Приказчик то и дело чинил Кадашеву всякие обиды, в раззор разорял его. Кадашев терпел, терпел да и послал, наконец, жалобу боярину Онуневу.

Жалоба до боярина не дошла — приказчик как-то о ней проведал, захватил кадашевекого посланца и освирепел. Собрал он людей немало, чуть не целую сотню, да пьяный и нагрянул к Кадашеву. В усадьбе поднялся вопль: женщины бегали, кричали, как полоумные, а пьяный приказчик со своими людьми разогнал всю мужскую прислугу, разбил дом, поломал все, что попадалось под руку, забрал ценные пожитки.

Не стерпел Кадашев — кинулся с десятком верных холопей на своего душегубца.

Поднялась драка. Окуневские люди были вооружены разным дреколием и топорами, да и пьяны к тому же: рассекли они Кадашеву голову, так что тот упал замертво, да заодно уж и жену его уложили.

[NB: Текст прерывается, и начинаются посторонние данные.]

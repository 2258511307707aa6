use std::cmp::{self, Ordering};
use std::fmt;
use std::str::FromStr;

use crate::error::{Error, Result};

pub type Digit = u32;

/// A radix in the supported range `2..=10`.
#[derive(Debug, Clone, Copy, PartialEq, Eq, Hash)]
pub struct Base(u32);

impl Base {
    pub const MIN: u32 = 2;
    pub const MAX: u32 = 10;

    pub const BINARY: Self = Self(2);
    pub const DECIMAL: Self = Self(10);

    pub fn new(radix: u32) -> Result<Self> {
        if (Self::MIN..=Self::MAX).contains(&radix) {
            Ok(Self(radix))
        } else {
            Err(Error::InvalidBase(radix))
        }
    }

    pub fn get(self) -> u32 {
        self.0
    }
}

impl TryFrom<u32> for Base {
    type Error = Error;

    fn try_from(radix: u32) -> Result<Self> {
        Self::new(radix)
    }
}

impl fmt::Display for Base {
    fn fmt(&self, f: &mut fmt::Formatter) -> fmt::Result {
        write!(f, "{}", self.0)
    }
}

/// A non-negative integer stored as little-endian digits: index 0 holds the
/// least significant digit.
///
/// The vector is never empty, zero is `[0]`. Trailing (most significant)
/// zeros are allowed and do not change the value, so equality and ordering
/// compare represented values rather than raw vectors. Both assume every
/// digit is already below the base, which holds for everything the
/// arithmetic functions return.
#[derive(Debug, Clone)]
pub struct Digits {
    digits: Vec<Digit>,
}

#[allow(clippy::len_without_is_empty)]
impl Digits {
    pub fn zero() -> Self {
        Self { digits: vec![0] }
    }

    pub fn from_vec(digits: Vec<Digit>) -> Self {
        if digits.is_empty() {
            return Self::zero();
        }

        Self { digits }
    }

    pub fn as_slice(&self) -> &[Digit] {
        &self.digits
    }

    pub fn into_vec(self) -> Vec<Digit> {
        self.digits
    }

    pub fn len(&self) -> usize {
        self.digits.len()
    }

    pub fn is_zero(&self) -> bool {
        self.digits.iter().all(|&digit| digit == 0)
    }

    /// Digits up to and including the most significant non-zero one.
    fn significant(&self) -> &[Digit] {
        let length = self
            .digits
            .iter()
            .rposition(|&digit| digit != 0)
            .map_or(1, |position| position + 1);
        &self.digits[..length]
    }

    /// Strips trailing zeros, leaving `[0]` for zero.
    pub fn normalized(mut self) -> Self {
        let length = self.significant().len();
        self.digits.truncate(length);
        self
    }

    /// Extends with zero digits at the most significant end up to `length`.
    pub fn pad_to(mut self, length: usize) -> Self {
        if length > self.len() {
            self.digits.resize(length, 0);
        }

        self
    }

    /// Multiplies by `base^places` by prepending zero digits.
    pub fn shift(self, places: usize) -> Self {
        if places == 0 {
            return self;
        }

        let mut digits = Vec::with_capacity(self.len() + places);
        digits.resize(places, 0);
        digits.extend(self.digits);
        Self { digits }
    }

    /// Splits into the low digits `[0, position)` and the high digits
    /// `[position, len)`.
    pub fn split_at(mut self, position: usize) -> (Self, Self) {
        let position = cmp::min(position, self.len());
        let high = self.digits.split_off(position);
        (Self::from_vec(self.digits), Self::from_vec(high))
    }

    pub fn validate(&self, base: Base) -> Result<()> {
        match self.digits.iter().find(|&&digit| digit >= base.get()) {
            Some(&digit) => Err(Error::InvalidDigit {
                digit,
                base: base.get(),
            }),
            None => Ok(()),
        }
    }

    /// Reads one decimal character per digit, most significant first.
    pub fn parse(text: &str, base: Base) -> Result<Self> {
        if text.is_empty() {
            return Err(Error::MissingInput("number"));
        }

        let mut digits = Vec::with_capacity(text.len());
        for ch in text.chars().rev() {
            let digit = ch.to_digit(10).ok_or(Error::InvalidCharacter(ch))?;
            digits.push(digit);
        }

        let digits = Self { digits };
        digits.validate(base)?;
        Ok(digits)
    }

    pub fn from_u128(value: u128, base: Base) -> Self {
        const MAX_DIGITS_IN_U128: usize = 128;

        let radix = u128::from(base.get());
        let mut digits = Vec::with_capacity(MAX_DIGITS_IN_U128);
        let mut value = value;
        while value > 0 {
            digits.push((value % radix) as Digit);
            value /= radix;
        }

        Self::from_vec(digits)
    }

    /// The represented value, or `None` if it does not fit in a `u128`.
    pub fn to_u128(&self, base: Base) -> Option<u128> {
        let radix = u128::from(base.get());
        self.digits.iter().rev().try_fold(0u128, |value, &digit| {
            value.checked_mul(radix)?.checked_add(u128::from(digit))
        })
    }
}

/// Pads both operands to `max(len) + extra` digits and returns that length
/// along with the padded operands.
pub fn align(first: Digits, second: Digits, extra: usize) -> (usize, Digits, Digits) {
    let length = cmp::max(first.len(), second.len()) + extra;
    (length, first.pad_to(length), second.pad_to(length))
}

impl PartialEq for Digits {
    fn eq(&self, other: &Self) -> bool {
        self.significant() == other.significant()
    }
}

impl Eq for Digits {}

impl PartialOrd for Digits {
    fn partial_cmp(&self, other: &Self) -> Option<Ordering> {
        Some(self.cmp(other))
    }
}

impl Ord for Digits {
    fn cmp(&self, other: &Self) -> Ordering {
        let first = self.significant();
        let second = other.significant();
        first
            .len()
            .cmp(&second.len())
            .then_with(|| first.iter().rev().cmp(second.iter().rev()))
    }
}

impl FromStr for Digits {
    type Err = Error;

    fn from_str(s: &str) -> Result<Self> {
        Self::parse(s, Base::DECIMAL)
    }
}

impl fmt::Display for Digits {
    fn fmt(&self, f: &mut fmt::Formatter) -> fmt::Result {
        for digit in self.significant().iter().rev() {
            write!(f, "{}", digit)?;
        }

        Ok(())
    }
}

Старая нянька спряталась с маленькой Любой в подвале в пустой бочке — тем только и спаслись.

Потом, как разбойники, вконец разорив усадьбу и оставив в ней несколько трупов, убрались восвояси, нянька доставила Любу к замужней сестре ее, Марьице Кашниковой.

Марьица поплакала, погоревала, сестренку оставила у себя, а муж ее, обсудив дело, решил, что с честью нужно похоронить родителей, а дело с окуневским приказчиком и заводить нечего — не им, Кашниковым, его осилить: боярин приказчика не выдаст. Не впервой ведь такое дело делается. Дай Бог только вотчину получить Кадашевскую.

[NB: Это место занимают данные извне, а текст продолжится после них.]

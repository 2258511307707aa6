use std::ops::RangeInclusive;

use num_bigint::BigUint;
use proptest::collection::vec;
use proptest::prelude::*;

use crate::digits::{Base, Digits};

pub fn any_base() -> impl Strategy<Value = Base> {
    (Base::MIN..=Base::MAX).prop_map(|radix| Base::new(radix).unwrap())
}

pub fn any_digits(base: Base, length: RangeInclusive<usize>) -> impl Strategy<Value = Digits> {
    vec(0..base.get(), length).prop_map(Digits::from_vec)
}

/// A base together with two operands whose lengths fall in `length`.
pub fn any_operands(length: RangeInclusive<usize>) -> impl Strategy<Value = (Base, Digits, Digits)> {
    any_base().prop_flat_map(move |base| {
        (
            Just(base),
            any_digits(base, length.clone()),
            any_digits(base, length.clone()),
        )
    })
}

pub fn to_biguint(digits: &Digits, base: Base) -> BigUint {
    let bytes: Vec<u8> = digits.as_slice().iter().map(|&digit| digit as u8).collect();
    BigUint::from_radix_le(&bytes, base.get()).unwrap()
}

pub fn from_biguint(value: &BigUint, base: Base) -> Digits {
    let digits = value.to_radix_le(base.get());
    Digits::from_vec(digits.into_iter().map(u32::from).collect())
}
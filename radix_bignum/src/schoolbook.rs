//! Linear-time addition and subtraction, and quadratic multiplication.
//!
//! None of these strip trailing zeros from their result: the sum and the
//! difference are one digit longer than the longer operand, which leaves
//! room for the final carry.

use log::trace;

use crate::digits::{align, Base, Digit, Digits};
use crate::error::{Error, Result};

pub fn add(first: Digits, second: Digits, base: Base) -> Digits {
    let (length, first, second) = align(first, second, 1);
    let radix = base.get();

    let mut digits = Vec::with_capacity(length);
    let mut carry = 0;
    for (&a, &b) in first.as_slice().iter().zip(second.as_slice()) {
        let sum = a + b + carry;
        digits.push(sum % radix);
        carry = sum / radix;
    }
    debug_assert_eq!(carry, 0);

    Digits::from_vec(digits)
}

/// Subtracts `second` from `first`, failing if the result would be negative.
pub fn sub(first: Digits, second: Digits, base: Base) -> Result<Digits> {
    if first < second {
        return Err(Error::SubtractionUnderflow);
    }

    Ok(sub_unchecked(first, second, base))
}

/// Borrow-propagating subtraction.
///
/// Requires `first >= second`. Otherwise the borrow out of the top digit is
/// dropped and the result is `first - second` modulo `base^(len + 1)`.
pub(crate) fn sub_unchecked(first: Digits, second: Digits, base: Base) -> Digits {
    debug_assert!(first >= second, "{first} - {second} underflows");
    let (length, first, second) = align(first, second, 1);
    let radix = i64::from(base.get());

    let mut digits = Vec::with_capacity(length);
    let mut borrow = 0;
    for (&a, &b) in first.as_slice().iter().zip(second.as_slice()) {
        let mut difference = i64::from(a) - i64::from(b) - borrow;
        if difference < 0 {
            difference += radix;
            borrow = 1;
        } else {
            borrow = 0;
        }
        digits.push(difference as Digit);
    }

    Digits::from_vec(digits)
}

/// Multiplies by a single digit below `base`.
pub fn multiply_by_digit(value: Digits, digit: Digit, base: Base) -> Digits {
    debug_assert!(digit < base.get());
    if digit == 0 {
        return Digits::zero();
    } else if digit == 1 {
        return value;
    }

    let radix = base.get();
    let mut carry = 0;
    let mut digits: Vec<Digit> = value
        .into_vec()
        .into_iter()
        .map(|d| {
            let product = d * digit + carry;
            carry = product / radix;
            product % radix
        })
        .collect();

    if carry > 0 {
        digits.push(carry);
    }

    Digits::from_vec(digits)
}

/// Long multiplication of operands of any length.
///
/// Column products are accumulated without carrying, so a column may hold
/// a value far above `base` until the single carry pass at the end.
pub fn multiply_schoolbook(first: Digits, second: Digits, base: Base) -> Digits {
    trace!("schoolbook {} x {} digits", first.len(), second.len());
    let radix = base.get();

    let mut columns: Vec<Digit> = vec![0; first.len() + second.len() + 1];
    for (i, &b) in second.as_slice().iter().enumerate() {
        for (j, &a) in first.as_slice().iter().enumerate() {
            columns[i + j] += a * b;
        }
    }

    let mut carry = 0;
    for column in &mut columns {
        let total = *column + carry;
        *column = total % radix;
        carry = total / radix;
    }
    debug_assert_eq!(carry, 0);

    Digits::from_vec(columns)
}
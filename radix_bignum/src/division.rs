//! Schoolbook long division.
//!
//! The dividend is consumed one digit at a time from the most significant
//! end. Each quotient digit is the largest `q < base` with
//! `q * divisor <= remainder`, found by binary search over `[0, base)`.

use log::debug;

use crate::digits::{Base, Digit, Digits};
use crate::error::{Error, Result};
use crate::schoolbook::{add, multiply_by_digit, sub_unchecked};

/// Returns the quotient and remainder, both without trailing zeros.
pub fn div_rem(dividend: Digits, divisor: Digits, base: Base) -> Result<(Digits, Digits)> {
    if divisor.is_zero() {
        return Err(Error::DivisionByZero);
    }

    let divisor = divisor.normalized();
    if dividend < divisor {
        return Ok((Digits::zero(), dividend.normalized()));
    }

    let dividend = dividend.normalized();
    debug!("dividing {} digits by {} digits", dividend.len(), divisor.len());

    let mut quotient = vec![0; dividend.len()];
    let mut remainder = Digits::zero();
    for (position, digit) in dividend.into_vec().into_iter().enumerate().rev() {
        remainder = add(remainder.shift(1), Digits::from_vec(vec![digit]), base).normalized();

        let q = quotient_digit(&remainder, &divisor, base);
        if q > 0 {
            let product = multiply_by_digit(divisor.clone(), q, base);
            remainder = sub_unchecked(remainder, product, base).normalized();
        }
        quotient[position] = q;
    }

    Ok((Digits::from_vec(quotient).normalized(), remainder))
}

pub fn divide(dividend: Digits, divisor: Digits, base: Base) -> Result<Digits> {
    div_rem(dividend, divisor, base).map(|(quotient, _)| quotient)
}

/// Requires `remainder < divisor * base`.
fn quotient_digit(remainder: &Digits, divisor: &Digits, base: Base) -> Digit {
    let (mut low, mut high) = (0, base.get() - 1);
    while low < high {
        let middle = (low + high + 1) / 2;
        if multiply_by_digit(divisor.clone(), middle, base) <= *remainder {
            low = middle;
        } else {
            high = middle - 1;
        }
    }

    low
}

Кашников со всякою опаскою похоронил убитых и радовался, что не встретилось никакого затруднения в получении разоренного имения. Он был небогат, и новый доход был ему на руку. О свояченице, конечно, он не подумал, да и Марьица не много внимания на сестру обращала.

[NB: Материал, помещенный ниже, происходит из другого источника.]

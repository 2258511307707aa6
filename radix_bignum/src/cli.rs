use std::fmt;
use std::io::{self, Read, Write};

use anyhow::{Context, Result};
use chrono::Local;
use clap::{ArgAction, Parser};
use env_logger::Builder;
use log::{debug, info, LevelFilter};

use crate::digits::{Base, Digits};
use crate::division::div_rem;
use crate::error::{self, Error};
use crate::karatsuba::multiply;
use crate::schoolbook::add;

pub const DEFAULT_MAX_DIGITS: usize = 100;

#[derive(Debug, Parser)]
#[command(
    name = "radix-bignum",
    version,
    about = "Sum, product and quotient of two non-negative integers in base 2 to 10",
    long_about = "Sum, product and quotient of two non-negative integers in base 2 to 10.\n\n\
                  When no operands are given, `FIRST SECOND BASE` is read from standard input."
)]
pub struct Cli {
    first: Option<String>,
    second: Option<String>,
    base: Option<String>,
    /// Longest operand accepted, in digits
    #[arg(long, env = "RADIX_BIGNUM_MAX_DIGITS", default_value_t = DEFAULT_MAX_DIGITS)]
    max_digits: usize,
    /// Also print the remainder of the division
    #[arg(long)]
    remainder: bool,
    #[arg(long, short, action = ArgAction::Count)]
    verbose: u8,
}

impl Cli {
    pub fn execute() -> Result<()> {
        let cli = Self::parse();
        init_logger(cli.level_filter(), false);

        let input = cli.input()?;
        let operands = Operands::validate(&input, cli.max_digits)?;
        let report = evaluate(operands, cli.remainder);
        println!("{report}");
        report.division?;
        Ok(())
    }

    fn level_filter(&self) -> LevelFilter {
        match self.verbose {
            0 => LevelFilter::Warn,
            1 => LevelFilter::Info,
            2 => LevelFilter::Debug,
            _ => LevelFilter::Trace,
        }
    }

    fn input(&self) -> Result<Input> {
        match (&self.first, &self.second, &self.base) {
            (Some(first), Some(second), Some(base)) => Ok(Input {
                first: first.clone(),
                second: second.clone(),
                base: base.clone(),
            }),
            (None, None, None) => {
                let mut text = String::new();
                io::stdin()
                    .read_to_string(&mut text)
                    .context("failed to read standard input")?;
                Ok(Input::from_tokens(&text)?)
            }
            (_, None, _) => Err(Error::MissingInput("second number").into()),
            _ => Err(Error::MissingInput("base").into()),
        }
    }
}

/// Logs to stderr. `RUST_LOG` takes precedence over `level` when set.
pub fn init_logger(level: LevelFilter, is_test: bool) {
    let _ = Builder::new()
        .format(|buf, record| {
            writeln!(
                buf,
                "{} [{}] - {}",
                Local::now().format("%Y-%m-%dT%H:%M:%S"),
                record.level(),
                record.args()
            )
        })
        .filter(None, level)
        .parse_env("RUST_LOG")
        .is_test(is_test)
        .try_init();
}

/// The three raw tokens of an invocation.
#[derive(Debug, Clone, PartialEq, Eq)]
pub struct Input {
    pub first: String,
    pub second: String,
    pub base: String,
}

impl Input {
    pub fn from_tokens(text: &str) -> error::Result<Self> {
        let mut tokens = text.split_whitespace().map(str::to_owned);
        let first = tokens.next().ok_or(Error::MissingInput("first number"))?;
        let second = tokens.next().ok_or(Error::MissingInput("second number"))?;
        let base = tokens.next().ok_or(Error::MissingInput("base"))?;
        Ok(Self {
            first,
            second,
            base,
        })
    }
}

#[derive(Debug, Clone)]
pub struct Operands {
    pub first: Digits,
    pub second: Digits,
    pub base: Base,
}

impl Operands {
    /// Checks the base and operand lengths, then parses both operands.
    pub fn validate(input: &Input, max_digits: usize) -> error::Result<Self> {
        let base = parse_base(&input.base)?;
        for number in [&input.first, &input.second] {
            let len = number.chars().count();
            if len > max_digits {
                return Err(Error::TooManyDigits {
                    len,
                    max: max_digits,
                });
            }
        }

        let first = Digits::parse(&input.first, base)?;
        let second = Digits::parse(&input.second, base)?;
        info!("operands of {} and {} digits in base {base}", first.len(), second.len());
        Ok(Self {
            first,
            second,
            base,
        })
    }
}

fn parse_base(text: &str) -> error::Result<Base> {
    if let Some(ch) = text.chars().find(|ch| !ch.is_ascii_digit()) {
        return Err(Error::InvalidCharacter(ch));
    }

    match text.parse::<u32>() {
        Ok(radix) => Base::new(radix),
        Err(_) if text.is_empty() => Err(Error::MissingInput("base")),
        Err(_) => Err(Error::BaseTooLarge(text.to_owned())),
    }
}

/// Sum and product are always present. A failed division leaves them to be
/// printed on their own.
#[derive(Debug, Clone, PartialEq, Eq)]
pub struct Report {
    pub sum: Digits,
    pub product: Digits,
    /// The quotient, and the remainder when it was asked for.
    pub division: error::Result<(Digits, Option<Digits>)>,
}

impl fmt::Display for Report {
    fn fmt(&self, f: &mut fmt::Formatter) -> fmt::Result {
        write!(f, "{} {}", self.sum, self.product)?;
        if let Ok((quotient, remainder)) = &self.division {
            write!(f, " {}", quotient)?;
            if let Some(remainder) = remainder {
                write!(f, " {}", remainder)?;
            }
        }

        Ok(())
    }
}

pub fn evaluate(operands: Operands, with_remainder: bool) -> Report {
    let Operands {
        first,
        second,
        base,
    } = operands;

    let sum = add(first.clone(), second.clone(), base).normalized();
    debug!("sum has {} digits", sum.len());
    let product = multiply(first.clone(), second.clone(), base);
    debug!("product has {} digits", product.len());
    let division = div_rem(first, second, base)
        .map(|(quotient, remainder)| (quotient, with_remainder.then_some(remainder)));

    Report {
        sum,
        product,
        division,
    }
}

#[cfg(test)]
mod tests {
    use super::*;

    fn input(first: &str, second: &str, base: &str) -> Input {
        Input {
            first: first.to_owned(),
            second: second.to_owned(),
            base: base.to_owned(),
        }
    }

    #[test]
    fn test_from_tokens() {
        // Act
        let result = Input::from_tokens("  123\n877   10 \n").unwrap();

        // Assert
        assert_eq!(result, input("123", "877", "10"));
    }

    #[test]
    fn test_from_tokens_missing_base() {
        // Act
        let result = Input::from_tokens("123 877");

        // Assert
        assert_eq!(result, Err(Error::MissingInput("base")));
    }

    #[test]
    fn test_validate_base_out_of_range() {
        assert_eq!(
            Operands::validate(&input("1", "1", "11"), DEFAULT_MAX_DIGITS).unwrap_err(),
            Error::InvalidBase(11)
        );
        assert_eq!(
            Operands::validate(&input("1", "1", "1"), DEFAULT_MAX_DIGITS).unwrap_err(),
            Error::InvalidBase(1)
        );
        assert_eq!(
            Operands::validate(&input("1", "1", "x"), DEFAULT_MAX_DIGITS).unwrap_err(),
            Error::InvalidCharacter('x')
        );
    }

    #[test]
    fn test_validate_too_many_digits() {
        // Arrange
        let long = "1".repeat(101);

        // Act
        let result = Operands::validate(&input("5", &long, "10"), DEFAULT_MAX_DIGITS);

        // Assert
        assert_eq!(
            result.unwrap_err(),
            Error::TooManyDigits { len: 101, max: 100 }
        );
    }

    #[test]
    fn test_validate_hundred_digits() {
        // Arrange
        let long = "9".repeat(100);

        // Act
        let result = Operands::validate(&input(&long, &long, "10"), DEFAULT_MAX_DIGITS);

        // Assert
        assert!(result.is_ok());
    }

    #[test]
    fn test_validate_digit_out_of_base() {
        // Act
        let result = Operands::validate(&input("102", "1", "2"), DEFAULT_MAX_DIGITS);

        // Assert
        assert_eq!(result.unwrap_err(), Error::InvalidDigit { digit: 2, base: 2 });
    }

    #[test]
    fn test_evaluate() {
        // Arrange
        let operands = Operands::validate(&input("123", "877", "10"), DEFAULT_MAX_DIGITS).unwrap();

        // Act
        let report = evaluate(operands, false);

        // Assert
        assert_eq!(report.to_string(), "1000 107871 0");
    }

    #[test]
    fn test_evaluate_with_remainder() {
        // Arrange
        let operands = Operands::validate(&input("100", "7", "10"), DEFAULT_MAX_DIGITS).unwrap();

        // Act
        let report = evaluate(operands, true);

        // Assert
        assert_eq!(report.to_string(), "107 700 14 2");
    }

    #[test]
    fn test_evaluate_binary() {
        // Arrange
        let operands = Operands::validate(&input("111", "1", "2"), DEFAULT_MAX_DIGITS).unwrap();

        // Act
        let report = evaluate(operands, false);

        // Assert
        assert_eq!(report.to_string(), "1000 111 111");
    }

    #[test]
    fn test_evaluate_division_by_zero() {
        // Arrange
        let operands = Operands::validate(&input("100", "0", "10"), DEFAULT_MAX_DIGITS).unwrap();

        // Act
        let report = evaluate(operands, true);

        // Assert
        assert_eq!(report.sum.to_string(), "100");
        assert_eq!(report.product.to_string(), "0");
        assert_eq!(report.division, Err(Error::DivisionByZero));
        assert_eq!(report.to_string(), "100 0");
    }

    #[test]
    fn test_validate_base_beyond_u32() {
        // Act
        let result = Operands::validate(&input("1", "1", "99999999999"), DEFAULT_MAX_DIGITS);

        // Assert
        let error = result.unwrap_err();
        assert_eq!(error, Error::BaseTooLarge("99999999999".to_owned()));
        assert_eq!(error.to_string(), "base 99999999999 is out of range, expected 2 to 10");
    }

    #[test]
    fn test_parse_arguments() {
        // Act
        let cli = Cli::try_parse_from(["radix-bignum", "-vv", "123", "877", "10"]).unwrap();

        // Assert
        assert_eq!(cli.level_filter(), LevelFilter::Debug);
        assert_eq!(cli.input().unwrap(), input("123", "877", "10"));
    }

    #[test]
    fn test_parse_arguments_missing_base() {
        // Arrange
        let cli = Cli::try_parse_from(["radix-bignum", "123", "877"]).unwrap();

        // Act
        let result = cli.input();

        // Assert
        let error = result.unwrap_err();
        assert_eq!(error.downcast_ref::<Error>(), Some(&Error::MissingInput("base")));
    }

    #[test]
    fn test_max_digits_option() {
        // Arrange
        let cli = Cli::try_parse_from(["radix-bignum", "--max-digits", "3", "1234", "1", "10"]).unwrap();
        init_logger(LevelFilter::Trace, true);

        // Act
        let result = Operands::validate(&cli.input().unwrap(), cli.max_digits);

        // Assert
        assert_eq!(result.unwrap_err(), Error::TooManyDigits { len: 4, max: 3 });
    }
}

Сначала Кашниковы ждали, что умрет девочка — так она была напутана, с полгода дрожью дрожала, припадки с ней были странные; но здоровая натура взяла свое: Люба поправилась, только не на веселое житье, не на радость. Старая любимая нянька, единственное существо к ней ласковое, скоро отдала Богу душу.

Сестра Марьица заботилась только о своих детях, да и Любу заставляла их няньчить и строго взыскивала за нерадение.

Одно только путное, что вынесла девочка из кашниковского дома, это знание грамоты; Кузьма Кашников в свободное время, от нечего делать и видя необыкновенную понятливость свояченицы, обучал ее чтению, хотя Марьица и восстала на эту прихоть мужа: сама она, как и все почти женщины того времени была безграмотна…

Люба вышла девочка смышленая, но какая-то дикая; она рано привыкла уходить в себя, беседовать с собою. Ее память удерживала все, все разговоры, которые она слышала. Ее природная любознательность не проходила равнодушно мимо явлений, вокруг нее совершавшихся.

После трудного, часто обидного для нее дня, в тихий вечерний час, когда ей, наконец, возможно было улечься на холодной и неряшливо устроенной постели, она долго не засыпала, все думала да передумывала, разбирала своим детским разумом то одно, то другое.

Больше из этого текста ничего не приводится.